== Data
use std::error::Error;
use std::path::PathBuf;

use clap::{Args, Parser, Subcommand, error::ErrorKind};

use crate::config::DatasetConfig;
use crate::constants::config::DATASET_FILENAME;
use crate::errors::IndexError;
use crate::index::Index;
use crate::operations::OperationRegistry;

#[derive(Debug, Parser)]
#[command(
    name = "catafolk",
    disable_help_subcommand = true,
    about = "Build validated metadata indexes for folk-song datasets",
    long_about = "Collect metadata from raw files and sidecars, transform it through the dataset's declarative graph, validate it against the schema, and save a CSV index with a checksum manifest.",
    after_help = "Set RUST_LOG (e.g. RUST_LOG=catafolk=debug) for progress logging."
)]
struct CatafolkCli {
    #[command(subcommand)]
    command: Command,
}

#[derive(Debug, Subcommand)]
enum Command {
    /// Build the index from scratch and save it.
    Make(MakeArgs),
    /// Re-index items whose raw material changed since the last save.
    Update(DatasetArgs),
    /// Print the dataset checksum.
    Checksum(ChecksumArgs),
    /// Print the transformation graph.
    Graph(DatasetArgs),
}

#[derive(Debug, Args)]
struct DatasetArgs {
    #[arg(value_name = "DATASET_DIR", help = "Dataset directory")]
    dataset_dir: PathBuf,
    #[arg(
        long,
        value_name = "FILE",
        help = "Dataset file, relative to DATASET_DIR (default: dataset.yml)"
    )]
    config: Option<PathBuf>,
    #[arg(long, value_name = "PATH", help = "Schema CSV override, relative to DATASET_DIR")]
    schema: Option<PathBuf>,
    #[arg(long, value_name = "PATH", help = "Index CSV location override")]
    output: Option<PathBuf>,
}

#[derive(Debug, Args)]
struct MakeArgs {
    #[command(flatten)]
    dataset: DatasetArgs,
    #[arg(
        long,
        value_name = "PATH",
        help = "Write the best-effort table here when the build fails"
    )]
    diagnostics: Option<PathBuf>,
}

#[derive(Debug, Args)]
struct ChecksumArgs {
    #[command(flatten)]
    dataset: DatasetArgs,
    #[arg(
        long,
        help = "Rebuild from sources instead of reading the saved index"
    )]
    refresh: bool,
}

impl DatasetArgs {
    fn load_config(&self) -> Result<DatasetConfig, IndexError> {
        let file = self
            .config
            .clone()
            .unwrap_or_else(|| PathBuf::from(DATASET_FILENAME));
        let path = if file.is_absolute() {
            file
        } else {
            self.dataset_dir.join(file)
        };
        let mut config = DatasetConfig::load(&path)?;
        if let Some(schema) = &self.schema {
            config = config.with_schema_path(schema);
        }
        Ok(config)
    }

    fn index_path(&self, config: &DatasetConfig) -> PathBuf {
        self.output
            .clone()
            .unwrap_or_else(|| config.index_path())
    }
}

fn initialized(config: &DatasetConfig, registry: &OperationRegistry) -> Result<Index, IndexError> {
    let mut index = Index::new(config.dataset_id.clone());
    index.initialize(config, registry)?;
    Ok(index)
}

fn make(args: &MakeArgs, registry: &OperationRegistry) -> Result<(), Box<dyn Error>> {
    let config = args.dataset.load_config()?;
    let path = args.dataset.index_path(&config);
    let mut index = initialized(&config, registry)?;
    index.collect()?;
    index.transform()?;
    print!("{}", index.report());
    if index.report().is_failed()
        && let Some(diagnostics) = &args.diagnostics
    {
        index.save_diagnostics(diagnostics)?;
        println!("diagnostic table: {}", diagnostics.display());
    }
    index.save(&path)?;
    println!("saved {} rows to {}", index.rows().len(), path.display());
    println!("checksum: {}", index.checksum()?);
    Ok(())
}

fn update(args: &DatasetArgs, registry: &OperationRegistry) -> Result<(), Box<dyn Error>> {
    let config = args.load_config()?;
    let path = args.index_path(&config);
    let mut index = initialized(&config, registry)?;
    index.load(&path)?;
    let changed = index.refresh()?;
    if changed.is_empty() {
        println!("index is up to date");
        return Ok(());
    }
    print!("{}", index.report());
    index.save(&path)?;
    println!(
        "updated {} items in {}",
        changed.len(),
        path.display()
    );
    println!("checksum: {}", index.checksum()?);
    Ok(())
}

fn checksum(args: &ChecksumArgs, registry: &OperationRegistry) -> Result<(), Box<dyn Error>> {
    let config = args.dataset.load_config()?;
    let mut index = initialized(&config, registry)?;
    if args.refresh {
        index.collect()?;
        index.transform()?;
    } else {
        index.load(&args.dataset.index_path(&config))?;
    }
    println!("{}", index.checksum()?);
    Ok(())
}

fn graph(args: &DatasetArgs, registry: &OperationRegistry) -> Result<(), Box<dyn Error>> {
    let config = args.load_config()?;
    let graph = config.build_graph(registry)?;
    println!("roots: {}", graph.roots().join(", "));
    println!("leafs: {}", graph.leafs().join(", "));
    println!("nodes: {}", graph.nodes().join(", "));
    println!("order: {}", graph.execution_order().join(" -> "));
    for (from, to) in graph.edges() {
        println!("  {from} -> {to}");
    }
    Ok(())
}

/// Run the `catafolk` command line with `args_iter` (program name excluded).
pub fn run<I>(args_iter: I) -> Result<(), Box<dyn Error>>
where
    I: Iterator<Item = String>,
{
    let _ = tracing_subscriber::fmt()
        .with_env_filter(tracing_subscriber::EnvFilter::from_default_env())
        .try_init();

    let Some(cli) =
        parse_cli::<CatafolkCli, _>(std::iter::once("catafolk".to_string()).chain(args_iter))?
    else {
        return Ok(());
    };

    let registry = OperationRegistry::builtin();
    match &cli.command {
        Command::Make(args) => make(args, &registry),
        Command::Update(args) => update(args, &registry),
        Command::Checksum(args) => checksum(args, &registry),
        Command::Graph(args) => graph(args, &registry),
    }
}

fn parse_cli<T, I>(args: I) -> Result<Option<T>, Box<dyn Error>>
where
    T: Parser,
    I: IntoIterator,
    I::Item: Into<std::ffi::OsString> + Clone,
{
    match T::try_parse_from(args) {
        Ok(cli) => Ok(Some(cli)),
        Err(err) => match err.kind() {
            ErrorKind::DisplayHelp | ErrorKind::DisplayVersion => {
                err.print()?;
                Ok(None)
            }
            _ => Err(err.into()),
        },
    }
}
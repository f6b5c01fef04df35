use std::io;

use thiserror::Error;

use crate::types::{FieldName, ItemId, OperationName, SourceId};

/// Error type for schema, source, transformer, and index persistence failures.
#[derive(Debug, Error)]
pub enum IndexError {
    #[error("configuration error: {0}")]
    Configuration(String),
    #[error("schema parse error: {0}")]
    SchemaParse(String),
    #[error("field '{field}' expects {dtype}, got '{value}'")]
    SchemaType {
        field: FieldName,
        dtype: String,
        value: String,
    },
    #[error("required field '{0}' is missing")]
    MissingRequiredField(FieldName),
    #[error("source '{source_id}' failed to read {}: {reason}", item_label(.item_id))]
    SourceRead {
        source_id: SourceId,
        item_id: Option<ItemId>,
        reason: String,
    },
    #[error("operation '{operation}' at node '{node}' failed: {reason}")]
    Operation {
        node: String,
        operation: OperationName,
        reason: String,
    },
    #[error("node '{node}' reads missing input field '{field}'")]
    MissingInputField { node: String, field: FieldName },
    #[error("source '{source_id}' maps more than one entry to item '{item_id}': {details}")]
    DuplicateItemId {
        source_id: SourceId,
        item_id: ItemId,
        details: String,
    },
    #[error("source '{source_id}' has no id column '{column}'")]
    MissingIdColumn { source_id: SourceId, column: String },
    #[error("transformer graph has a cycle through fields [{}]", .fields.join(", "))]
    CyclicGraph { fields: Vec<FieldName> },
    #[error("unknown operation '{0}'")]
    UnknownOperation(OperationName),
    #[error("index is {state}; cannot {action}")]
    InvalidState {
        state: &'static str,
        action: &'static str,
    },
    #[error("index build failed: {0}")]
    BuildFailed(String),
    #[error(transparent)]
    Io(#[from] io::Error),
    #[error(transparent)]
    Csv(#[from] csv::Error),
    #[error(transparent)]
    Yaml(#[from] serde_yaml::Error),
    #[error(transparent)]
    Json(#[from] serde_json::Error),
}

/// Coarse classification used by run reports and callers deciding whether
/// a failure is fatal for the whole run or isolated to one item.
#[derive(Clone, Copy, Debug, PartialEq, Eq, Hash, PartialOrd, Ord)]
pub enum ErrorKind {
    /// Invalid dataset wiring, schema, or graph; fatal before any item is processed.
    Configuration,
    /// A value failed schema coercion or a required field is absent.
    Validation,
    /// A source could not read one item.
    Source,
    /// An operation or missing input failed while transforming one item.
    Transform,
    /// Filesystem or codec failure.
    Io,
}

impl ErrorKind {
    /// Stable lowercase label used in reports.
    pub fn as_str(self) -> &'static str {
        match self {
            ErrorKind::Configuration => "configuration",
            ErrorKind::Validation => "validation",
            ErrorKind::Source => "source",
            ErrorKind::Transform => "transform",
            ErrorKind::Io => "io",
        }
    }
}

impl IndexError {
    /// Classify this error.
    pub fn kind(&self) -> ErrorKind {
        match self {
            IndexError::Configuration(_)
            | IndexError::SchemaParse(_)
            | IndexError::CyclicGraph { .. }
            | IndexError::UnknownOperation(_)
            | IndexError::InvalidState { .. }
            | IndexError::MissingIdColumn { .. }
            | IndexError::DuplicateItemId { .. } => ErrorKind::Configuration,
            IndexError::SchemaType { .. }
            | IndexError::MissingRequiredField(_)
            | IndexError::BuildFailed(_) => ErrorKind::Validation,
            IndexError::SourceRead { .. } => ErrorKind::Source,
            IndexError::Operation { .. } | IndexError::MissingInputField { .. } => {
                ErrorKind::Transform
            }
            IndexError::Io(_) | IndexError::Csv(_) | IndexError::Yaml(_) | IndexError::Json(_) => {
                ErrorKind::Io
            }
        }
    }

    /// Field the error is attached to, when it concerns a single field.
    pub fn field(&self) -> Option<&str> {
        match self {
            IndexError::SchemaType { field, .. }
            | IndexError::MissingRequiredField(field)
            | IndexError::MissingInputField { field, .. } => Some(field),
            _ => None,
        }
    }
}

fn item_label(item_id: &Option<ItemId>) -> String {
    match item_id {
        Some(id) => format!("item '{id}'"),
        None => "its input".to_string(),
    }
}

#[cfg(test)]
mod tests {
    use super::*;

    #[test]
    fn source_read_message_names_the_item() {
        let err = IndexError::SourceRead {
            source_id: "scores".into(),
            item_id: Some("deut0001".into()),
            reason: "permission denied".into(),
        };
        assert_eq!(
            err.to_string(),
            "source 'scores' failed to read item 'deut0001': permission denied"
        );
        assert_eq!(err.kind(), ErrorKind::Source);
    }

    #[test]
    fn cyclic_graph_lists_fields() {
        let err = IndexError::CyclicGraph {
            fields: vec!["a".into(), "b".into()],
        };
        assert_eq!(err.to_string(), "transformer graph has a cycle through fields [a, b]");
        assert_eq!(err.kind(), ErrorKind::Configuration);
    }

    #[test]
    fn field_is_exposed_for_field_scoped_errors() {
        let err = IndexError::MissingRequiredField("title".into());
        assert_eq!(err.field(), Some("title"));
        assert!(IndexError::Configuration("x".into()).field().is_none());
    }
}
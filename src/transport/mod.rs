/// Filesystem walking and path helpers.
pub mod fs;
//! Declarative transformer graphs.
//!
//! A graph is a set of operation nodes, each reading named input fields and
//! writing named output fields. Fields and operations form a bipartite
//! directed graph (field -> node -> field) which must be acyclic. Nodes run in
//! topological order; ties are broken by declaration order so execution is
//! deterministic.

use std::collections::{BTreeSet, HashMap, HashSet};
use std::fmt;
use std::path::Path;
use std::sync::Arc;

use indexmap::{IndexMap, IndexSet};
use petgraph::Direction;
use petgraph::algo::tarjan_scc;
use petgraph::graph::{DiGraph, NodeIndex};
use serde_json::Value;
use tracing::debug;

use crate::errors::IndexError;
use crate::operations::{Operation, OperationParams, OperationRegistry};
use crate::types::{FieldName, RawFieldMap};
use crate::value::RawValue;

/// Expansion of shorthand transformation entries.
pub mod shorthand;

pub use shorthand::{OperationSpec, expand, expand_all, intermediate_name};

/// What a node does when one of its declared inputs was never produced.
#[derive(Clone, Copy, Debug, Default, PartialEq, Eq, serde::Deserialize, serde::Serialize)]
#[serde(rename_all = "snake_case")]
pub enum MissingInputPolicy {
    /// Fail the record with `MissingInputField`.
    #[default]
    Error,
    /// Treat the absent input as empty.
    Empty,
    /// Skip the node; its outputs stay absent.
    Skip,
}

/// Vertex of the bipartite field/operation graph.
#[derive(Clone, Debug, PartialEq, Eq, Hash)]
pub enum GraphVertex {
    /// A named field.
    Field(FieldName),
    /// An operation node, by node name.
    Operation(String),
}

impl GraphVertex {
    /// Field or node name.
    pub fn name(&self) -> &str {
        match self {
            GraphVertex::Field(name) | GraphVertex::Operation(name) => name,
        }
    }
}

/// One operation node of a graph.
#[derive(Clone)]
pub struct GraphNode {
    name: String,
    spec: OperationSpec,
    operation: Arc<dyn Operation>,
}
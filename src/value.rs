use std::fmt;

use crate::constants::schema::{FALSE, LIST_DELIMITER, TRUE};

/// Untyped value as reported by a source or produced by an operation.
///
/// `Empty` stands for "no value" (an empty CSV cell, a missing reference
/// record, an operation result with nothing to report).
#[derive(Clone, Debug, Default, PartialEq, Eq)]
pub enum RawValue {
    /// No value.
    #[default]
    Empty,
    /// A single text value.
    Text(String),
    /// An ordered list of text values.
    List(Vec<String>),
}

impl RawValue {
    /// Build a text value, mapping `""` to `Empty`.
    pub fn text(value: impl Into<String>) -> Self {
        let value = value.into();
        if value.is_empty() {
            RawValue::Empty
        } else {
            RawValue::Text(value)
        }
    }

    /// True for `Empty`, `Text("")`, and empty lists.
    pub fn is_empty(&self) -> bool {
        match self {
            RawValue::Empty => true,
            RawValue::Text(text) => text.is_empty(),
            RawValue::List(items) => items.is_empty(),
        }
    }

    /// Borrow the text of a `Text` value.
    pub fn as_text(&self) -> Option<&str> {
        match self {
            RawValue::Text(text) => Some(text),
            _ => None,
        }
    }

    /// Flatten into list elements (`Empty` yields none, `Text` yields one).
    pub fn to_items(&self) -> Vec<String> {
        match self {
            RawValue::Empty => Vec::new(),
            RawValue::Text(text) => vec![text.clone()],
            RawValue::List(items) => items.clone(),
        }
    }

    /// Cell text; lists are joined with the list delimiter.
    pub fn to_cell(&self) -> String {
        match self {
            RawValue::Empty => String::new(),
            RawValue::Text(text) => text.clone(),
            RawValue::List(items) => items.join(LIST_DELIMITER),
        }
    }

    /// Apply `f` to every text element, keeping the shape of the value.
    pub fn map_text(&self, f: impl Fn(&str) -> String) -> RawValue {
        match self {
            RawValue::Empty => RawValue::Empty,
            RawValue::Text(text) => RawValue::Text(f(text)),
            RawValue::List(items) => RawValue::List(items.iter().map(|item| f(item)).collect()),
        }
    }

    /// Append `other` to this value, promoting to a list when both carry data.
    pub fn append(self, other: RawValue) -> RawValue {
        match (self, other) {
            (left, right) if right.is_empty() => left,
            (left, right) if left.is_empty() => right,
            (left, right) => {
                let mut items = left.to_items();
                items.extend(right.to_items());
                RawValue::List(items)
            }
        }
    }
}

impl From<&str> for RawValue {
    fn from(value: &str) -> Self {
        RawValue::text(value)
    }
}

impl From<String> for RawValue {
    fn from(value: String) -> Self {
        RawValue::text(value)
    }
}

impl From<Vec<String>> for RawValue {
    fn from(value: Vec<String>) -> Self {
        RawValue::List(value)
    }
}

impl From<Option<String>> for RawValue {
    fn from(value: Option<String>) -> Self {
        value.map(RawValue::text).unwrap_or_default()
    }
}

/// Schema-typed cell value.
#[derive(Clone, Debug, PartialEq)]
pub enum TypedValue {
    /// Missing value.
    Null,
    /// `string` field value.
    String(String),
    /// `int` field value.
    Int(i64),
    /// `float` field value.
    Float(f64),
    /// `boolean` field value.
    Boolean(bool),
    /// `string-list` field value.
    StringList(Vec<String>),
}

impl TypedValue {
    /// True for `Null` and empty string lists.
    pub fn is_missing(&self) -> bool {
        match self {
            TypedValue::Null => true,
            TypedValue::StringList(items) => items.is_empty(),
            _ => false,
        }
    }

    /// Consumer-facing cell encoding: null is empty, booleans are
    /// `True`/`False`, lists are delimiter-joined.
    pub fn to_cell(&self) -> String {
        self.to_string()
    }

    /// Convert back to a raw value (used when re-encoding persisted rows).
    pub fn to_raw(&self) -> RawValue {
        match self {
            TypedValue::Null => RawValue::Empty,
            TypedValue::StringList(items) => RawValue::List(items.clone()),
            other => RawValue::text(other.to_cell()),
        }
    }
}

impl fmt::Display for TypedValue {
    fn fmt(&self, f: &mut fmt::Formatter<'_>) -> fmt::Result {
        match self {
            TypedValue::Null => Ok(()),
            TypedValue::String(value) => f.write_str(value),
            TypedValue::Int(value) => write!(f, "{value}"),
            TypedValue::Float(value) if value.is_finite() && value.fract() == 0.0 => {
                write!(f, "{value:.1}")
            }
            TypedValue::Float(value) => write!(f, "{value}"),
            TypedValue::Boolean(true) => f.write_str(TRUE),
            TypedValue::Boolean(false) => f.write_str(FALSE),
            TypedValue::StringList(items) => f.write_str(&items.join(LIST_DELIMITER)),
        }
    }
}

#[cfg(test)]
mod tests {
    use super::*;

    #[test]
    fn empty_text_collapses_to_empty() {
        assert_eq!(RawValue::from(""), RawValue::Empty);
        assert!(RawValue::List(Vec::new()).is_empty());
        assert!(!RawValue::from("a").is_empty());
    }

    #[test]
    fn append_promotes_to_list_and_skips_empties() {
        let merged = RawValue::from("a").append(RawValue::List(vec!["b".into(), "c".into()]));
        assert_eq!(
            merged,
            RawValue::List(vec!["a".into(), "b".into(), "c".into()])
        );
        assert_eq!(RawValue::Empty.append("x".into()), RawValue::from("x"));
        assert_eq!(RawValue::from("x").append(RawValue::Empty), RawValue::from("x"));
    }

    #[test]
    fn typed_cells_use_consumer_encoding() {
        assert_eq!(TypedValue::Null.to_cell(), "");
        assert_eq!(TypedValue::Boolean(true).to_cell(), "True");
        assert_eq!(TypedValue::Boolean(false).to_cell(), "False");
        assert_eq!(TypedValue::Float(2.0).to_cell(), "2.0");
        assert_eq!(TypedValue::Float(2.5).to_cell(), "2.5");
        assert_eq!(
            TypedValue::StringList(vec!["a".into(), "b".into()]).to_cell(),
            "a|b"
        );
        assert!(TypedValue::StringList(Vec::new()).is_missing());
    }
}
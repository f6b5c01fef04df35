use std::fmt;
use std::sync::Arc;

use crate::errors::IndexError;
use crate::source::{CollectScope, ItemStream, MergePolicy, SourceAdapter, SourceStage};
use crate::types::{RawFieldMap, SourceId};

/// Pure function of an item id and the fields merged so far.
pub type ComputeFn =
    Arc<dyn Fn(&str, &RawFieldMap) -> Result<RawFieldMap, String> + Send + Sync + 'static>;

/// Adds fields computed per item after every primary source ran.
#[derive(Clone)]
pub struct ComputedSource {
    id: SourceId,
    compute: ComputeFn,
    merge_policy: MergePolicy,
}

impl fmt::Debug for ComputedSource {
    fn fmt(&self, f: &mut fmt::Formatter<'_>) -> fmt::Result {
        f.debug_struct("ComputedSource")
            .field("id", &self.id)
            .field("merge_policy", &self.merge_policy)
            .finish_non_exhaustive()
    }
}

impl ComputedSource {
    /// Create a computed source.
    pub fn new<F>(id: impl Into<SourceId>, compute: F) -> Self
    where
        F: Fn(&str, &RawFieldMap) -> Result<RawFieldMap, String> + Send + Sync + 'static,
    {
        Self {
            id: id.into(),
            compute: Arc::new(compute),
            merge_policy: MergePolicy::Override,
        }
    }

    /// Override the merge policy.
    pub fn with_merge_policy(mut self, merge_policy: MergePolicy) -> Self {
        self.merge_policy = merge_policy;
        self
    }
}

impl SourceAdapter for ComputedSource {
    fn id(&self) -> &str {
        &self.id
    }

    fn merge_policy(&self) -> MergePolicy {
        self.merge_policy
    }

    fn stage(&self) -> SourceStage {
        SourceStage::Derived
    }

    fn collect(&self, _scope: &CollectScope) -> Result<ItemStream<'_>, IndexError> {
        Ok(Box::new(std::iter::empty()))
    }

    fn derive(&self, item_id: &str, merged: &RawFieldMap) -> Result<RawFieldMap, IndexError> {
        (self.compute)(item_id, merged).map_err(|reason| IndexError::SourceRead {
            source_id: self.id.clone(),
            item_id: Some(item_id.to_string()),
            reason,
        })
    }
}

#[cfg(test)]
mod tests {
    use super::*;
    use crate::value::RawValue;

    #[test]
    fn computes_from_id_and_merged_fields() {
        let source = ComputedSource::new("computed", |item_id, merged| {
            let title = merged
                .get("title")
                .and_then(RawValue::as_text)
                .ok_or_else(|| "no title".to_string())?;
            let mut fields = RawFieldMap::new();
            fields.insert("label".into(), RawValue::text(format!("{item_id}: {title}")));
            Ok(fields)
        });

        let mut merged = RawFieldMap::new();
        merged.insert("title".into(), RawValue::from("Es fuhr"));
        let derived = source.derive("7", &merged).unwrap();
        assert_eq!(derived["label"], RawValue::from("7: Es fuhr"));

        let err = source.derive("8", &RawFieldMap::new()).unwrap_err();
        assert!(matches!(err, IndexError::SourceRead { item_id: Some(ref id), .. } if id == "8"));
    }
}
====
Task requirements ->
Scan the entries for lines holding the string "UnknownOperation", then copy every one of them.

Worked solution ->
    UnknownOperation(OperationName),
            | IndexError::UnknownOperation(_)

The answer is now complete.